### What to produce
What is the count of lines in the material below that hold "super"? Answer with only that number.

### Information shown
───
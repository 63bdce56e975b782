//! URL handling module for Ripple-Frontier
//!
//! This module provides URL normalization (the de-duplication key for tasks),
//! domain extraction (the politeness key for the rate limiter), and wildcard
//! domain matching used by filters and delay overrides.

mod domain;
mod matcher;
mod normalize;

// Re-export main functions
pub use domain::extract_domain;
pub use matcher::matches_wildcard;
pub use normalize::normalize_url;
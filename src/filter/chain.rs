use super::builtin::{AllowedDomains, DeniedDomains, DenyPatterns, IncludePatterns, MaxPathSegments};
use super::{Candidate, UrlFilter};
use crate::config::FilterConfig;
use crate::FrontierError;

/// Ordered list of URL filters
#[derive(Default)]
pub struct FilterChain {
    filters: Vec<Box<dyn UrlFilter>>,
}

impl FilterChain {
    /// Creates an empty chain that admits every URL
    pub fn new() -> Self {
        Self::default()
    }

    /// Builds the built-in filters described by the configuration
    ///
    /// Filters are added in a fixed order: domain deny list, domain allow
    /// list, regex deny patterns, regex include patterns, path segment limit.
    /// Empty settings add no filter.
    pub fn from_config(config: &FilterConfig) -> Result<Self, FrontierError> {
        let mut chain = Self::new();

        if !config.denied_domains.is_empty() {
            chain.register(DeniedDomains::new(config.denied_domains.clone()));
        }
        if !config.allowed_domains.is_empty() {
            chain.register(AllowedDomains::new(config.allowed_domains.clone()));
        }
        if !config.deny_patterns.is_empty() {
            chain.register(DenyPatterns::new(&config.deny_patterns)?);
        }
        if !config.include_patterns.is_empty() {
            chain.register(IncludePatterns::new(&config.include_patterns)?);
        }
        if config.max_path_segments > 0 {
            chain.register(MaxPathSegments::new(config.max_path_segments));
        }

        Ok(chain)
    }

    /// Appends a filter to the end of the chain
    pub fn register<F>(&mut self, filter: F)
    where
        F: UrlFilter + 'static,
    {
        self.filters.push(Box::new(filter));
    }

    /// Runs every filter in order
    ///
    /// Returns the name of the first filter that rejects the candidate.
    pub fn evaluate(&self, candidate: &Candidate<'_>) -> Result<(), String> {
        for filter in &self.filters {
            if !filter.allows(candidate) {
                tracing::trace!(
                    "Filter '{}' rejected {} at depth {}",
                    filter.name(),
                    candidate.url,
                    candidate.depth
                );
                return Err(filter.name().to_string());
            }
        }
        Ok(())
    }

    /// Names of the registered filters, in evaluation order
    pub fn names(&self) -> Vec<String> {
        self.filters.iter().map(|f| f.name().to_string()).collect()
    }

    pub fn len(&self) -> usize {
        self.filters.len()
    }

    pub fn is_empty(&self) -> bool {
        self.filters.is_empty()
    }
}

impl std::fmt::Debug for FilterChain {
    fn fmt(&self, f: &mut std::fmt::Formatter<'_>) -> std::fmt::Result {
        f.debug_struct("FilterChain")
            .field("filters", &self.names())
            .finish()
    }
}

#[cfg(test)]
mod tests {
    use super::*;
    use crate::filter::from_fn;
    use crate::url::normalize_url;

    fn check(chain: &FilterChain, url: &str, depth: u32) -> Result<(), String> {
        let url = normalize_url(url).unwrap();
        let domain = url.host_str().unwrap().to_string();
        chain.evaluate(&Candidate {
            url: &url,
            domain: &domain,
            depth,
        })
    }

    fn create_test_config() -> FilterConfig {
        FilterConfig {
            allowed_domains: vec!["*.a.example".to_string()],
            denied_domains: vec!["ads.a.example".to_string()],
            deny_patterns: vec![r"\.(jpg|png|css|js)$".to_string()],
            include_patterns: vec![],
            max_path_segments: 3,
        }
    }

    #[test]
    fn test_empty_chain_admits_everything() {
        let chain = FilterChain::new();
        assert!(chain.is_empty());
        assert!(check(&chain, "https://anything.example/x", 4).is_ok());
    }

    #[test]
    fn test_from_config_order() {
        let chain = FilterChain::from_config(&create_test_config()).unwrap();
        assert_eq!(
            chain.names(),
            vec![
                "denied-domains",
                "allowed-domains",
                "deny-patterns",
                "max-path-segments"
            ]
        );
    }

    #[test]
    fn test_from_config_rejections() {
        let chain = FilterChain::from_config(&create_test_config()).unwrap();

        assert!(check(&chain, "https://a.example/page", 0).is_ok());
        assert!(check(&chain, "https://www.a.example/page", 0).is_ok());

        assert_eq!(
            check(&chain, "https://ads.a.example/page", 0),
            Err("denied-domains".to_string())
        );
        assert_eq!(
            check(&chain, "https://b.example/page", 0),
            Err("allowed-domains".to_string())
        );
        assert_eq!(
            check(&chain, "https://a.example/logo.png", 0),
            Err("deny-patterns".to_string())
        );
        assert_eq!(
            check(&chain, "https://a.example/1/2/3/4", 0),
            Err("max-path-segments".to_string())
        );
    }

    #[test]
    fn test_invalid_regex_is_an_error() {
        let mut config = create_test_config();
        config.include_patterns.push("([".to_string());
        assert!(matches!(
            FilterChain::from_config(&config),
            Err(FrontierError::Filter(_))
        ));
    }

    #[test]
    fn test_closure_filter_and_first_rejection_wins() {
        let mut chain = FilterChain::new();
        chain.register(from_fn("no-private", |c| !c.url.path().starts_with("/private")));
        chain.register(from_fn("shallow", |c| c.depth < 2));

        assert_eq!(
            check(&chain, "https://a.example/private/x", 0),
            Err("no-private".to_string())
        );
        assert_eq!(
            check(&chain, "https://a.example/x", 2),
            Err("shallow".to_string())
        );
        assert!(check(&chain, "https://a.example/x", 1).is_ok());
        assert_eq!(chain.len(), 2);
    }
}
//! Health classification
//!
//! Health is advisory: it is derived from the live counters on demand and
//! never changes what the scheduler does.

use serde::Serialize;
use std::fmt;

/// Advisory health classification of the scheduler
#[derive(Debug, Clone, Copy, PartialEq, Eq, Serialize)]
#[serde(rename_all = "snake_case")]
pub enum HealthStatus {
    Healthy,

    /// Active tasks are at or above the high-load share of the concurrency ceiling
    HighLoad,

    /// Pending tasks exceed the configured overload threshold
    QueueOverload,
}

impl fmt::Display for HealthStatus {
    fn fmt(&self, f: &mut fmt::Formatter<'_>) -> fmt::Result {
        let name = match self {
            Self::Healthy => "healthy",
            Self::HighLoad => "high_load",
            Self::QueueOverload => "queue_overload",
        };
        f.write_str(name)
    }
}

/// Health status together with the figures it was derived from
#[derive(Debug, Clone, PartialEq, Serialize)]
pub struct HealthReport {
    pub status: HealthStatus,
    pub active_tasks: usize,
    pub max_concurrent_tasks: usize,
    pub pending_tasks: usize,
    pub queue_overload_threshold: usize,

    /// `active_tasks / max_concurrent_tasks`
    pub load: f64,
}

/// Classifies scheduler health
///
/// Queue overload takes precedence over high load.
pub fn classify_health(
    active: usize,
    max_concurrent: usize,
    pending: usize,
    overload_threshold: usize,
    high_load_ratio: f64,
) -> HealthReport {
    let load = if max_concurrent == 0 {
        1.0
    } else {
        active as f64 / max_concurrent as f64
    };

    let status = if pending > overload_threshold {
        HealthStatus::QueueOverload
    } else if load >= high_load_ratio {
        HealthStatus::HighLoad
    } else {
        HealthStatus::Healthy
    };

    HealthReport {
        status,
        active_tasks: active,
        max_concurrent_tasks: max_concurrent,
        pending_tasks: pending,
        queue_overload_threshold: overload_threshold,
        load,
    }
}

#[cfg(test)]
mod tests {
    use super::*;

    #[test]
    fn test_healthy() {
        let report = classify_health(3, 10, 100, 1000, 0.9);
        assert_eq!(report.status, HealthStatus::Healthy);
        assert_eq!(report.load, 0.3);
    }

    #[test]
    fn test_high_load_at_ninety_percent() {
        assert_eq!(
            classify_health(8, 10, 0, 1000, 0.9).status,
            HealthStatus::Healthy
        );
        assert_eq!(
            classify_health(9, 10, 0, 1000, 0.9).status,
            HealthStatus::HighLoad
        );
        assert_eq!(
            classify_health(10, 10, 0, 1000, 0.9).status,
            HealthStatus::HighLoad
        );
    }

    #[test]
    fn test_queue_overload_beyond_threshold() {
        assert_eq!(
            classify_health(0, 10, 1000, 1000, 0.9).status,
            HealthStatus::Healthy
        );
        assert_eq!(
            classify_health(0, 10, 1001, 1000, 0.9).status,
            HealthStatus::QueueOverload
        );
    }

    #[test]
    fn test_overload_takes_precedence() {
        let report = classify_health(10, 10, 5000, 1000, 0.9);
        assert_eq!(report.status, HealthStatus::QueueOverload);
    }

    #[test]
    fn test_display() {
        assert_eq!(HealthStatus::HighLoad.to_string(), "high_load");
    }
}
───
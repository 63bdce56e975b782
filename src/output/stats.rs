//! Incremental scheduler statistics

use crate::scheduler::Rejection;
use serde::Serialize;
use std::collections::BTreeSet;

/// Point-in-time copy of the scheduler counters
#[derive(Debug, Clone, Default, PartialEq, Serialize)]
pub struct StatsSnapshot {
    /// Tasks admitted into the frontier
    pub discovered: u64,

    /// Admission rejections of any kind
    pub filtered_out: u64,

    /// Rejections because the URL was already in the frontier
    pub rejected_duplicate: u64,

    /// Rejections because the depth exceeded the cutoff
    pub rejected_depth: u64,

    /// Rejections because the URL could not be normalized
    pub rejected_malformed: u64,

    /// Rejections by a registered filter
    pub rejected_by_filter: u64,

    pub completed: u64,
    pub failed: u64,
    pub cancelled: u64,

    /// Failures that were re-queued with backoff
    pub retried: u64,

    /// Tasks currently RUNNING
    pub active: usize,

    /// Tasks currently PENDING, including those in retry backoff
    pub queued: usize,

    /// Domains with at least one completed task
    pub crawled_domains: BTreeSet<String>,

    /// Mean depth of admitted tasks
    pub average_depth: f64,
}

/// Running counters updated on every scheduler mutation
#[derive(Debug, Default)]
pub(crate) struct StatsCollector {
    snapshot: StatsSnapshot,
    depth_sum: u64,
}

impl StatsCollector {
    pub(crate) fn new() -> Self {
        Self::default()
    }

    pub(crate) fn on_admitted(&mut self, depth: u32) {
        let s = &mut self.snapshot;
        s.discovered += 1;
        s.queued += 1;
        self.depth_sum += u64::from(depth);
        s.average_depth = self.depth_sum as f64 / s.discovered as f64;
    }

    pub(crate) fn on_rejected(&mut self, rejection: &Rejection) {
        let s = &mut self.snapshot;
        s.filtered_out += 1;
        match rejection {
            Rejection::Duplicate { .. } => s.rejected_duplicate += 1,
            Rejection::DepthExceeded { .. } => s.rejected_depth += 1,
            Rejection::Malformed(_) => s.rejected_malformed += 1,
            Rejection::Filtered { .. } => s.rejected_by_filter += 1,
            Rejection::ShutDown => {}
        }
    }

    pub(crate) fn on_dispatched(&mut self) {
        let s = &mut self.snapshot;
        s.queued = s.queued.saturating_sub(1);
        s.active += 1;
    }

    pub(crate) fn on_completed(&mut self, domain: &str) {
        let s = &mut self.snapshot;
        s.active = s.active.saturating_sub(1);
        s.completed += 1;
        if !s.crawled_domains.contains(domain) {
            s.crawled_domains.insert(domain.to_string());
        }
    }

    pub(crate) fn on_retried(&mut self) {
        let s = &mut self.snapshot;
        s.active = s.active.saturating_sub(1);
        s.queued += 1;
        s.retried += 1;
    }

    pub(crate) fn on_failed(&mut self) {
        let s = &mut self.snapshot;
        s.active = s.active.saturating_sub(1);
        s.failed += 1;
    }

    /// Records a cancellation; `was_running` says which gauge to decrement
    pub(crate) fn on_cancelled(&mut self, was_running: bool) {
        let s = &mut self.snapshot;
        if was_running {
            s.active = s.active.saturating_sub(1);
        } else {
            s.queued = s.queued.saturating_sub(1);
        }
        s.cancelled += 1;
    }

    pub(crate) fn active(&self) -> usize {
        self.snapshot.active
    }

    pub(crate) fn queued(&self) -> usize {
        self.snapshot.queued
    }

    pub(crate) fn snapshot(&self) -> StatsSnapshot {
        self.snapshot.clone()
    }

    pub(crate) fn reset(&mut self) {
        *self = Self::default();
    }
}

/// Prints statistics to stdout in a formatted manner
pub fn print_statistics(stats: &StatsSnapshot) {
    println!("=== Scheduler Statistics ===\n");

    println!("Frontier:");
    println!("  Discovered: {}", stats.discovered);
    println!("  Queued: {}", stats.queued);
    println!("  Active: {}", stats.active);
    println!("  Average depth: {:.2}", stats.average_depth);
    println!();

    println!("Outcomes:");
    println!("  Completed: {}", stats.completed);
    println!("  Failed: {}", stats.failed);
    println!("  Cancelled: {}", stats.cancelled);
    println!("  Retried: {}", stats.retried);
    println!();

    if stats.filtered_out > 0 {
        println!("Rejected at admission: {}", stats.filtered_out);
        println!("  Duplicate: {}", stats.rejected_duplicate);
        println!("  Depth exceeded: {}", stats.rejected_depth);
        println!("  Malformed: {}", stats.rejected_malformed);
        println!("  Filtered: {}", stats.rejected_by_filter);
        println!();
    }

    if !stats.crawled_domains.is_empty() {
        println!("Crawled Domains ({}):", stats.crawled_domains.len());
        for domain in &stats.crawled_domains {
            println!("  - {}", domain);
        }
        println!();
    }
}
───
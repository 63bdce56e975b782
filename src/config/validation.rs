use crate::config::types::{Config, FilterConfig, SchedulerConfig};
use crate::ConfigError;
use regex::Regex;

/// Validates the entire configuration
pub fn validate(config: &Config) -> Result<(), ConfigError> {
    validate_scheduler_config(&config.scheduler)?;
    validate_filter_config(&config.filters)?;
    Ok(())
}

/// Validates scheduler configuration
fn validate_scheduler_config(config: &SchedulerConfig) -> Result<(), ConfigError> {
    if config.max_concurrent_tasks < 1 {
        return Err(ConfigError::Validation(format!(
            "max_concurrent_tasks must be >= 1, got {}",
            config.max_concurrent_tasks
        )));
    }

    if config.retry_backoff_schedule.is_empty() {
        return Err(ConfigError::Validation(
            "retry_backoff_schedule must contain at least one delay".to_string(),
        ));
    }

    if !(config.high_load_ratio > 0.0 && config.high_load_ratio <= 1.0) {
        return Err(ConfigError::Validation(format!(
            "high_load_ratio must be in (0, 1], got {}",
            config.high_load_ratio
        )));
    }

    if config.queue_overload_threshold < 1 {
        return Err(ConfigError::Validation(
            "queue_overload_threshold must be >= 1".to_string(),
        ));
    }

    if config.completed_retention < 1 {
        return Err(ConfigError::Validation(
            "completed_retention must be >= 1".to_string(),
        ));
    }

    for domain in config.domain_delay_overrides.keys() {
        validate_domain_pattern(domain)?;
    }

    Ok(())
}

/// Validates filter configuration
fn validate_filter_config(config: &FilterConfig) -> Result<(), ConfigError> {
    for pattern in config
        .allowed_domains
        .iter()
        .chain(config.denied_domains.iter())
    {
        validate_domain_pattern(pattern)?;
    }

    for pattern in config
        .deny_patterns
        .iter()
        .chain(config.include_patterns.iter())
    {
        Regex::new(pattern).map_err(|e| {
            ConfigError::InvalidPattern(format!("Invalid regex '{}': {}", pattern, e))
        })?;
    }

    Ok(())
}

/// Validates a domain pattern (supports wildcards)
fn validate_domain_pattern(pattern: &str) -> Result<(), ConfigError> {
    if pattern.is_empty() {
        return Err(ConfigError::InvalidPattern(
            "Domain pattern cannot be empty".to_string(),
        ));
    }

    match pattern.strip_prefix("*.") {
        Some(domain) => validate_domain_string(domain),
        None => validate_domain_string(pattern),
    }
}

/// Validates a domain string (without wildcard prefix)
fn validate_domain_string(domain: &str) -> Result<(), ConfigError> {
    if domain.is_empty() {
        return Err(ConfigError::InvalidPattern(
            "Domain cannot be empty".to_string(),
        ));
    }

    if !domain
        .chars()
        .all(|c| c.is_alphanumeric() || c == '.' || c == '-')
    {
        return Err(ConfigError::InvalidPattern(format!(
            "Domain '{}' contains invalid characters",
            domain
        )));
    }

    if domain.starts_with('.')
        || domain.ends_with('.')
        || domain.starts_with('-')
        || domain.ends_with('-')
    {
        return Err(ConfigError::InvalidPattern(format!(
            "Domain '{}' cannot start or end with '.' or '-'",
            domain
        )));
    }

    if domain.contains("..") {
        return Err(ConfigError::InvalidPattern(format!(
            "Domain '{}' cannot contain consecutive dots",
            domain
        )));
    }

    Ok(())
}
───
### Exercise output
4